DATA RECORDS ▸
Segment Open
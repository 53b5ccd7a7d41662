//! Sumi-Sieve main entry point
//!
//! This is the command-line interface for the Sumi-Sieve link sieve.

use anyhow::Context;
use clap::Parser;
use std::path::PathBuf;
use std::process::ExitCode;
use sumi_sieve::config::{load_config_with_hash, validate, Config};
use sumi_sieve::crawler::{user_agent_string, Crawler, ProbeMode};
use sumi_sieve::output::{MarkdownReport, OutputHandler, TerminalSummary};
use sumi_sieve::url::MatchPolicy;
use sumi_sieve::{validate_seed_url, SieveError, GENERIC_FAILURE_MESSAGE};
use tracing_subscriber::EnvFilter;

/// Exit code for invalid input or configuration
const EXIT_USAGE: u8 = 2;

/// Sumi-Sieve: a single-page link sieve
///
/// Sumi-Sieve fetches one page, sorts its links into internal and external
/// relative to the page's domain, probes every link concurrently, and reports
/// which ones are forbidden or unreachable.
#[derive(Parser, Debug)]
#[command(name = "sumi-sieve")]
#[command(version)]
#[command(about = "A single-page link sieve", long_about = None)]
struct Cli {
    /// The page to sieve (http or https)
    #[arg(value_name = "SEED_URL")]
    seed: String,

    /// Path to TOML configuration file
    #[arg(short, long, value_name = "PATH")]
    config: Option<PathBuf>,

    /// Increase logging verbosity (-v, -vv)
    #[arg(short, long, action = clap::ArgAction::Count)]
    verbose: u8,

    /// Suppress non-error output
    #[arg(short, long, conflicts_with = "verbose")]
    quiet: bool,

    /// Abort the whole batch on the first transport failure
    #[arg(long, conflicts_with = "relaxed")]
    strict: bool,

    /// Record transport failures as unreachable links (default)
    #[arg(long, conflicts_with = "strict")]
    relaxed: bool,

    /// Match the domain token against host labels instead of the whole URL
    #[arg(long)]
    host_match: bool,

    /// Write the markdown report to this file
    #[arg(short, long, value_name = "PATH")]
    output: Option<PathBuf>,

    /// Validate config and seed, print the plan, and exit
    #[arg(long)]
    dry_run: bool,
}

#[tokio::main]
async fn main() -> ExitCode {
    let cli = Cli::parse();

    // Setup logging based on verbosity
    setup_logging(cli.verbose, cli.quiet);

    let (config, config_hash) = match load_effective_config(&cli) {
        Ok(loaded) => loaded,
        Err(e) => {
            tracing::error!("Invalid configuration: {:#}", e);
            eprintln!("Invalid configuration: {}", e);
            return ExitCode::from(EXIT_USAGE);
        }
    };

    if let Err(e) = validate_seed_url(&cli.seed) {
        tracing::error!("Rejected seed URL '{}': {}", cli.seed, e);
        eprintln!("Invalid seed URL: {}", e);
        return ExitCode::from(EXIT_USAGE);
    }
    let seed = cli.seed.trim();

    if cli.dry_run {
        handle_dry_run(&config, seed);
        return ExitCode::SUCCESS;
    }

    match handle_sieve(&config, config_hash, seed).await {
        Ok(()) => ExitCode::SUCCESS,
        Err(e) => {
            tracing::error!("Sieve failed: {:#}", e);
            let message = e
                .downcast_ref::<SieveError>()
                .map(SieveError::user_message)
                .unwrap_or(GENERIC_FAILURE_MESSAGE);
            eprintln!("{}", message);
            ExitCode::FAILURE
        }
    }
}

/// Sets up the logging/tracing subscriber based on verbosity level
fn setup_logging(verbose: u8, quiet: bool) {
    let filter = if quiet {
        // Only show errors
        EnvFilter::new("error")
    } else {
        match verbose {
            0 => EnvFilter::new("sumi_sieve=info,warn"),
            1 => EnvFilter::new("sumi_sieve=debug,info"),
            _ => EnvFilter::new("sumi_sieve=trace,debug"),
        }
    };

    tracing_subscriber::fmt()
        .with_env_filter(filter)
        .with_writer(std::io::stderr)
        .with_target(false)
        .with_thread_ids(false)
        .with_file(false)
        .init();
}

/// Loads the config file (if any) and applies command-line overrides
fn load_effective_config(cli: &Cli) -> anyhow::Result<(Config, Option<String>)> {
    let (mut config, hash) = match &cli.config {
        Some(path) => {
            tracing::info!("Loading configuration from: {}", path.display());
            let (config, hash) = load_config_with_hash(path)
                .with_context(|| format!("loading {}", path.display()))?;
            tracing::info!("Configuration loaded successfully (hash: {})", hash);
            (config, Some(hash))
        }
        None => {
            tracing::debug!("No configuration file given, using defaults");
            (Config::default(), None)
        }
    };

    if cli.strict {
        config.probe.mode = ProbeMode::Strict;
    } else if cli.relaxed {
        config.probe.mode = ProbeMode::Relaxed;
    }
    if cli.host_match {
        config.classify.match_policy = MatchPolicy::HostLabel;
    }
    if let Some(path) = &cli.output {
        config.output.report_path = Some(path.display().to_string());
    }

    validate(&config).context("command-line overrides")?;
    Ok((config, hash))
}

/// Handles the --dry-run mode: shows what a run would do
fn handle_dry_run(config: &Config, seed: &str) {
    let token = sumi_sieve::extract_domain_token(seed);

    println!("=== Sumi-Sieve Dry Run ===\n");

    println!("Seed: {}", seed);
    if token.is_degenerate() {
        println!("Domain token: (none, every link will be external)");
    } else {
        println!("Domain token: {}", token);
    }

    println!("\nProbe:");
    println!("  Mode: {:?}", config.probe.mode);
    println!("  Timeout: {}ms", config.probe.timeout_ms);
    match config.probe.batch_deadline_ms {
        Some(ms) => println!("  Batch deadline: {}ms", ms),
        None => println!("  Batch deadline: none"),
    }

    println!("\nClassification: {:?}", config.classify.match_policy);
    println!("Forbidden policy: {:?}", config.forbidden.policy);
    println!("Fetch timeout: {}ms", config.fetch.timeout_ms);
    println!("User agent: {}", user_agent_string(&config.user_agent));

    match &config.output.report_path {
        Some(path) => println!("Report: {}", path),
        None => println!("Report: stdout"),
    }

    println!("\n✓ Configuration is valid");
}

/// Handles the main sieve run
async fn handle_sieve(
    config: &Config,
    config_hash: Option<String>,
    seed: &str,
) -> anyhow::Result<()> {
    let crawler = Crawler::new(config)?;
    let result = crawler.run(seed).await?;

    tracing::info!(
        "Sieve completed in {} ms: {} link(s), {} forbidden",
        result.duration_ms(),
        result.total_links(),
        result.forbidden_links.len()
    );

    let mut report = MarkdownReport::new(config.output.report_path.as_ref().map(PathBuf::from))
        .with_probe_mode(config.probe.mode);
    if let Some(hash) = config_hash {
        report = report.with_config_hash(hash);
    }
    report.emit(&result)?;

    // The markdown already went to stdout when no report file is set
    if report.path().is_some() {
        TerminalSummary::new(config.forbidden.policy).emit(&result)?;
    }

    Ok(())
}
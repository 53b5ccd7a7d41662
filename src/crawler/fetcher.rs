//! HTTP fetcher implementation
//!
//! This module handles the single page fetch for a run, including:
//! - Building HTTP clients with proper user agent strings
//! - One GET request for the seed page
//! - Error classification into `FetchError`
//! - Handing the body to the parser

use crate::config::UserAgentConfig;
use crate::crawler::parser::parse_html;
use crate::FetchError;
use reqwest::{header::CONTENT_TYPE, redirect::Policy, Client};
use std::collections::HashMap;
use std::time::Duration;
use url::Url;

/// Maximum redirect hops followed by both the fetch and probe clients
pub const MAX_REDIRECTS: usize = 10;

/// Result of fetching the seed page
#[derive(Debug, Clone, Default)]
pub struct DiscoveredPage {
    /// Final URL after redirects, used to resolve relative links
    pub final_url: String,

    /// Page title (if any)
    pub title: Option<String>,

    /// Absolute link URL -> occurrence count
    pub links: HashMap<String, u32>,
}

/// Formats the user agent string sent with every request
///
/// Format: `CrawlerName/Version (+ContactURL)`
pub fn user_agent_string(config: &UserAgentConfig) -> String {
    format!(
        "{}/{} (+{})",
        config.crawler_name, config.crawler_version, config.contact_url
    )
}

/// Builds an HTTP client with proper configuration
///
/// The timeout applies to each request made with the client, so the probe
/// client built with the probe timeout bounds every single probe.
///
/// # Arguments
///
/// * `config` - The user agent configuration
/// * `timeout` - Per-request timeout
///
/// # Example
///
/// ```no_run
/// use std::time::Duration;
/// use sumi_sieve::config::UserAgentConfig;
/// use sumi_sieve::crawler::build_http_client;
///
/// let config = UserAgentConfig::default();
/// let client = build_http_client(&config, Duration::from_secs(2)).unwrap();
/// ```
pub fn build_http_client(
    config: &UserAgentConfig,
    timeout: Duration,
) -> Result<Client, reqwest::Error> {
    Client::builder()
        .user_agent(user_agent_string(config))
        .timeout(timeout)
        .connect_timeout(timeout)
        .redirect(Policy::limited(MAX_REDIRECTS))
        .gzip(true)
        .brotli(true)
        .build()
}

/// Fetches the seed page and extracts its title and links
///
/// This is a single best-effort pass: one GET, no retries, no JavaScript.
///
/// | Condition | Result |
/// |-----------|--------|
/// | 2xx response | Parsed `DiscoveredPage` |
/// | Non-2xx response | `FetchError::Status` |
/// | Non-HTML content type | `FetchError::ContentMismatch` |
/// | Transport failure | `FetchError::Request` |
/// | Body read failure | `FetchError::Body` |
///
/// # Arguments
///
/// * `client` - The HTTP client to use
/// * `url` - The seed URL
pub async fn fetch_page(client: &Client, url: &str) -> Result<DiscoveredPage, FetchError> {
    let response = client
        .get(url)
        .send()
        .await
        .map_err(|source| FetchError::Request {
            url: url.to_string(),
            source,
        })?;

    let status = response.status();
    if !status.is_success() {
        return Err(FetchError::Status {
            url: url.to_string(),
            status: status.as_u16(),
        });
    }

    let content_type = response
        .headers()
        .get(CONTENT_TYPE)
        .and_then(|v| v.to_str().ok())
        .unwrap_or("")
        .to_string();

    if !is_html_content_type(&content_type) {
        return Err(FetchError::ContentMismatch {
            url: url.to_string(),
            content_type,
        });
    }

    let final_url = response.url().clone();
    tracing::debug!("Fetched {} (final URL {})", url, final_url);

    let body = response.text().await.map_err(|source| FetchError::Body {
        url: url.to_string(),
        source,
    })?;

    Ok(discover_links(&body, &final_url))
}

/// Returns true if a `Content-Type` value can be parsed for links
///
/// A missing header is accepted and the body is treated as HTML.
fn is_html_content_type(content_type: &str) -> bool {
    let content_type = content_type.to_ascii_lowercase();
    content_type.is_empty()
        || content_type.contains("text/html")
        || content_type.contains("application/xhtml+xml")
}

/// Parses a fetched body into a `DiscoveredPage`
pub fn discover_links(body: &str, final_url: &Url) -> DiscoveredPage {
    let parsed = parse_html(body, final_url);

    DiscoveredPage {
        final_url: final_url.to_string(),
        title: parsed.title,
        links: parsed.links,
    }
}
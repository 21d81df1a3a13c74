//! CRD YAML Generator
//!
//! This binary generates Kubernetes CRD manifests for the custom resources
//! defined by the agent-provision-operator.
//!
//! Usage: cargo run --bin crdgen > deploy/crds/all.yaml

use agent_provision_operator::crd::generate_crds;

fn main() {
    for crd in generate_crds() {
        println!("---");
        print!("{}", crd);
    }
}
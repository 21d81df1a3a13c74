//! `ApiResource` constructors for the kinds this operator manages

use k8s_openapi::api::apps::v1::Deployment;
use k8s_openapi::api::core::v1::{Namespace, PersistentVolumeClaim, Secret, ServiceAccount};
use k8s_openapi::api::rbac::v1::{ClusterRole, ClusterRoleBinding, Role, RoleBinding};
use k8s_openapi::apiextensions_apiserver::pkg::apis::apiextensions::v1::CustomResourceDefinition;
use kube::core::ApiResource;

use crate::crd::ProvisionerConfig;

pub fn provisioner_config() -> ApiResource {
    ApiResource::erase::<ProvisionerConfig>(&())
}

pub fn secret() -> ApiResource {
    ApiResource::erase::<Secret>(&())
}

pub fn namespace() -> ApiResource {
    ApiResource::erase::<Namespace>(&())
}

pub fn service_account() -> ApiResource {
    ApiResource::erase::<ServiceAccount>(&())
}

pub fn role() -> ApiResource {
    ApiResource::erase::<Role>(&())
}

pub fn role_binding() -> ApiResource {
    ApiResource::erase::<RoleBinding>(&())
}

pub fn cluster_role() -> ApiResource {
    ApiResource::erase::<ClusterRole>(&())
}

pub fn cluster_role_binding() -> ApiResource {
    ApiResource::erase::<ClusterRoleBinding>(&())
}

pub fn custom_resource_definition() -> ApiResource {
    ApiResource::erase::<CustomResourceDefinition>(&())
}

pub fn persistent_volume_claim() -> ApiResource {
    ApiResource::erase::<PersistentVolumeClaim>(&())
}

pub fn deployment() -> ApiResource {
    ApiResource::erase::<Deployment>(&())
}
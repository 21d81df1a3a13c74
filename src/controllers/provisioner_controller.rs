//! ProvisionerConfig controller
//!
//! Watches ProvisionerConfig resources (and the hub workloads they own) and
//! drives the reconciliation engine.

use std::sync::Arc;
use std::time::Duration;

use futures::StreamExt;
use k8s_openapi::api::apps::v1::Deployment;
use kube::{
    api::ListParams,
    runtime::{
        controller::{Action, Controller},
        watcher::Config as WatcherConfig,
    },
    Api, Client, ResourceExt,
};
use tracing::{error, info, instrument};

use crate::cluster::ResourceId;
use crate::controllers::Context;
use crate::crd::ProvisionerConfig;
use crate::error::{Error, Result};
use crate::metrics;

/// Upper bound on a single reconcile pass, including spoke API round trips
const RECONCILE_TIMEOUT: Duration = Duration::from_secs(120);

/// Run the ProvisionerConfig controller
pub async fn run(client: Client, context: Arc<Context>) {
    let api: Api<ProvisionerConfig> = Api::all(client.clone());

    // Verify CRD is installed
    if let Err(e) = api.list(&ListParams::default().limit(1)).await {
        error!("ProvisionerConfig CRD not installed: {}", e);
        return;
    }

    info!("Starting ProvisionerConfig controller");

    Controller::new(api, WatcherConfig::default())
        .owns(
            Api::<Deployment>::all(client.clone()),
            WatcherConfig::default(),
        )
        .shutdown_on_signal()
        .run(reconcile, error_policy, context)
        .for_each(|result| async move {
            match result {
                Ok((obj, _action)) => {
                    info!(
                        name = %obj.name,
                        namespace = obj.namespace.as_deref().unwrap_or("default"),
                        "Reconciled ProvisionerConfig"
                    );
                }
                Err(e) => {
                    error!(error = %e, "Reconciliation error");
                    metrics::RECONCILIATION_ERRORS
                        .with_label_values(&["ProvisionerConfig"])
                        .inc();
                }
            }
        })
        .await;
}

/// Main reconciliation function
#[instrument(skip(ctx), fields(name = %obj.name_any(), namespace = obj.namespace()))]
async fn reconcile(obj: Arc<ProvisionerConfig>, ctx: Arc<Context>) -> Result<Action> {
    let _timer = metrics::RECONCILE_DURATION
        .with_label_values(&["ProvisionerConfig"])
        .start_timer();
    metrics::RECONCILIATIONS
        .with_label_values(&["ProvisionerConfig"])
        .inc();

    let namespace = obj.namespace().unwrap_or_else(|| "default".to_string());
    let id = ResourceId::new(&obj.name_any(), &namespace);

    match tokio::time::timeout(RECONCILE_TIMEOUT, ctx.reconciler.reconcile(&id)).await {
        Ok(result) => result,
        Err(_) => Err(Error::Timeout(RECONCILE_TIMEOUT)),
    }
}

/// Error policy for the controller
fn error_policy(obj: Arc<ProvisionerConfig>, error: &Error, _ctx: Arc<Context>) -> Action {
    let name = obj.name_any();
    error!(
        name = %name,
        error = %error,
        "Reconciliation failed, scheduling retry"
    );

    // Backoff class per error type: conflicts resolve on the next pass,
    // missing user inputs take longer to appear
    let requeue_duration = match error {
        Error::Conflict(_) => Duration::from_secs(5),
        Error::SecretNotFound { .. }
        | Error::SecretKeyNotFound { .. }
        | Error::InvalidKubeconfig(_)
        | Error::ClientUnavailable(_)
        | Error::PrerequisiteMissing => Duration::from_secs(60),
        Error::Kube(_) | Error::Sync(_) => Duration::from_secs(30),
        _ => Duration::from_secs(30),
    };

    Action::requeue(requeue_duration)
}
Segment Closed
REQUIRED ACTION ▸ Copy every line of the listing that includes the string "relative".

TASK OUTPUT ▸
/// relative to the page's domain, probes every link concurrently, and reports
    /// Final URL after redirects, used to resolve relative links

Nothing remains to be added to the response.